De son côté, JR arrive dans celle qu’on ne surnomme pas encore la Big Apple comme on pourchasse un rêve de gosse et en forçant un peu le destin. Venu de la campagne misérable, ce jeune Afro-américain se verrait bien guitariste et jazzman comme ses idoles. Et celui qui semble tout droit sorti de l’adolescence a une arme implacable à faire valoir: un doigté ahurissant. Ne lui manque plus que la voie pour créer ses propres compositions. Et pour le moment, JR est en blocage. Mais sans doute que la confiance, la belle place que lui offre Vincenzo, un terrifiant parrain, dans son bar et l’adulation toute proche vont-elles changer la donne? Encore faut-il ne pas tomber dans les pièges des rivaux du truand en question et lui rester fidèle. Et quand on rêve de liberté…
Dans l’ombre du premier, il y a le second. Dans l’ombre du second, il y a le premier. Des coins de cases, des arrière-plans tout au plus. Il n’est pas question que les deux héros se lient d’amitié. Pas du tout. Et si Jack plonge dans le premier bar qui sert autant à boire que quelques mélodies d’un jazz vibrant comme coeur de l’Amérique, RJ ne s’éprend pas plus que ça de la boxe. Et les rendez-vous manqués entre ces deux héros sont fondateurs de cette oeuvre en deux volets. Si les deux tomes pouvaient se lire de manière indépendante, il est un fait que tous deux se renforcent et apportent un niveau de lecture supplémentaire.

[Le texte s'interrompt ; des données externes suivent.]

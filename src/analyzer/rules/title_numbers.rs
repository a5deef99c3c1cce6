//! Numbers in titles reliably raise click-through.

use super::{RuleOutcome, SeoRule};
use crate::suggestions::numbered_variants;
use crate::{Action, ActionKind, VideoRecord};

const PENALTY: u32 = 4;

/// Rule for titles without a digit
pub struct TitleNumbersRule;

impl TitleNumbersRule {
    pub fn new() -> Self {
        Self
    }
}

impl Default for TitleNumbersRule {
    fn default() -> Self {
        Self::new()
    }
}

impl SeoRule for TitleNumbersRule {
    fn name(&self) -> &'static str {
        "title-numbers"
    }

    fn evaluate(&self, video: &VideoRecord) -> RuleOutcome {
        let title = &video.snippet.title;

        if title.chars().any(|c| c.is_ascii_digit()) {
            RuleOutcome::strength(
                "Title contains numbers, which typically increases click-through rate by 20-30%.",
            )
        } else {
            RuleOutcome::issue(
                PENALTY,
                "Titles with numbers get more clicks. Try a listicle angle or add the year.",
            )
            .with_action(
                Action::new(
                    ActionKind::Title,
                    "No numbers in the title",
                    title.clone(),
                    numbered_variants(title)[0].clone(),
                    "Concrete numbers set expectations and stand out in a results page.",
                )
                .with_suggestions(numbered_variants(title)),
            )
        }
    }
}
//! Property tests for the scoring engine and suggestion generators.

use proptest::prelude::*;
use vidscore::analyzer::AnalysisEngine;
use vidscore::suggestions::{hashtag_suggestions, tag_suggestions, to_title_case};
use vidscore::{ActionKind, Snippet, Statistics, VideoRecord};

fn make_video(
    title: String,
    description: String,
    tags: Vec<String>,
    views: u64,
    likes: u64,
    comments: u64,
) -> VideoRecord {
    VideoRecord {
        id: "prop".to_string(),
        snippet: Snippet {
            title,
            description,
            tags,
            published_at: "2026-07-01T00:00:00Z".to_string(),
            ..Snippet::default()
        },
        statistics: Statistics {
            view_count: views,
            like_count: likes,
            comment_count: comments,
        },
    }
}

proptest! {
    #[test]
    fn score_stays_in_bounds(
        title in "[ -~]{0,120}",
        description in "[ -~]{0,400}",
        tags in prop::collection::vec("[a-z ]{1,12}", 0..30),
        views in 0u64..10_000_000,
        likes in 0u64..1_000_000,
        comments in 0u64..100_000,
    ) {
        let video = make_video(title, description, tags, views, likes, comments);
        let analysis = AnalysisEngine::new().analyze(&video);
        prop_assert!(analysis.score <= 100);
    }

    #[test]
    fn zero_views_never_produce_engagement_findings(
        title in "[ -~]{0,120}",
        description in "[ -~]{0,400}",
        likes in 0u64..1_000_000,
        comments in 0u64..100_000,
    ) {
        let video = make_video(title, description, vec![], 0, likes, comments);
        let analysis = AnalysisEngine::new().analyze(&video);
        prop_assert!(!analysis.issues.iter().any(|i| i.contains("engagement rate")));
        prop_assert!(!analysis.issues.iter().any(|i| i.contains("Very few comments")));
        prop_assert!(!analysis
            .specific_actions
            .iter()
            .any(|a| a.kind == ActionKind::Engagement));
    }

    #[test]
    fn analysis_is_deterministic(
        title in "[ -~]{0,80}",
        description in "[ -~]{0,200}",
        views in 0u64..1_000_000,
        likes in 0u64..100_000,
    ) {
        let video = make_video(title, description, vec![], views, likes, 0);
        let engine = AnalysisEngine::new();
        let first = engine.analyze(&video);
        let second = engine.analyze(&video);
        prop_assert_eq!(first.score, second.score);
        prop_assert_eq!(first.issues, second.issues);
        prop_assert_eq!(first.strengths, second.strengths);
    }

    #[test]
    fn title_case_is_idempotent(input in "[ -~]{0,100}") {
        let once = to_title_case(&input);
        let twice = to_title_case(&once);
        prop_assert_eq!(once, twice);
    }

    #[test]
    fn tag_suggestions_unique_and_at_most_twelve(title in "[ -~]{0,120}") {
        let tags = tag_suggestions(&title);
        prop_assert!(tags.len() <= 12);
        let mut deduped = tags.clone();
        deduped.sort();
        deduped.dedup();
        prop_assert_eq!(deduped.len(), tags.len());
    }

    #[test]
    fn hashtag_suggestions_at_most_five(title in "[ -~]{0,120}") {
        let hashtags = hashtag_suggestions(&title);
        prop_assert!(hashtags.len() <= 5);
        prop_assert!(hashtags.iter().all(|h| h.starts_with('#')));
    }
}
//! JSON reporter for machine-readable output

use serde::Serialize;

use crate::analyzer::engine::AggregateStats;
use crate::AnalyzedVideo;

/// Reporter for JSON output
pub struct JsonReporter {
    /// Whether to pretty-print JSON
    pretty: bool,
}

impl JsonReporter {
    /// Create a new JSON reporter
    pub fn new() -> Self {
        Self { pretty: false }
    }

    /// Enable pretty-printing
    pub fn pretty(mut self) -> Self {
        self.pretty = true;
        self
    }

    /// Report a single analyzed video as JSON
    pub fn report(&self, result: &AnalyzedVideo) -> String {
        if self.pretty {
            serde_json::to_string_pretty(result).unwrap_or_else(|_| "{}".to_string())
        } else {
            serde_json::to_string(result).unwrap_or_else(|_| "{}".to_string())
        }
    }

    /// Report the ranked list as a JSON array
    pub fn report_many(&self, results: &[AnalyzedVideo]) -> String {
        if self.pretty {
            serde_json::to_string_pretty(results).unwrap_or_else(|_| "[]".to_string())
        } else {
            serde_json::to_string(results).unwrap_or_else(|_| "[]".to_string())
        }
    }

    /// Report with summary
    pub fn report_with_summary(
        &self,
        results: &[AnalyzedVideo],
        stats: &AggregateStats,
    ) -> String {
        let output = JsonOutput {
            results,
            summary: JsonSummary {
                videos_analyzed: stats.videos_analyzed,
                average_score: stats.average_score,
                total_issues: stats.total_issues,
            },
        };

        if self.pretty {
            serde_json::to_string_pretty(&output).unwrap_or_else(|_| "{}".to_string())
        } else {
            serde_json::to_string(&output).unwrap_or_else(|_| "{}".to_string())
        }
    }
}

impl Default for JsonReporter {
    fn default() -> Self {
        Self::new()
    }
}

#[derive(Serialize)]
#[serde(rename_all = "camelCase")]
struct JsonOutput<'a> {
    results: &'a [AnalyzedVideo],
    summary: JsonSummary,
}

#[derive(Serialize)]
#[serde(rename_all = "camelCase")]
struct JsonSummary {
    videos_analyzed: usize,
    average_score: u8,
    total_issues: usize,
}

Mêlant histoire et fiction, Blue Note est une plongée dans l’Amérique des années 30, pas si loin et pourtant si datée. L’heure est à tous les possibles et les deux auteurs bâtissent à mains nues leur rêve américain. Et quel rêve. Cette vision fantasmée, lancinante et quasi fantastiques sonne comme un uppercut lancé par Jack Doyle en personne. On est sous le choc de la beauté qui se dégage du trait imparable de Mikaël Bourgouin. Dantesque et à se damner. Sur un scénario taillé sur mesure pour laisser place à l’envoûtement, le dessinateur se révèle aussi habile à représenter les deux sports de combat que sont la boxe et la musique. Deux disciplines a priori sans lien mais que les gênes de la liberté vivifiante viennent fédérer.
À l’aide de cadrages avec vue imprenable sur le drame qui se joue et des double-pages chimériques de toute beauté, Blue Note est un chef d’oeuvre, inattaquable. Les deux auteurs n’ont plus rien fait ensemble depuis, mais cette intégrale sans bonus ni rajout mais avec l’essence et la puissance originelle vient prolonger un plaisir précieux.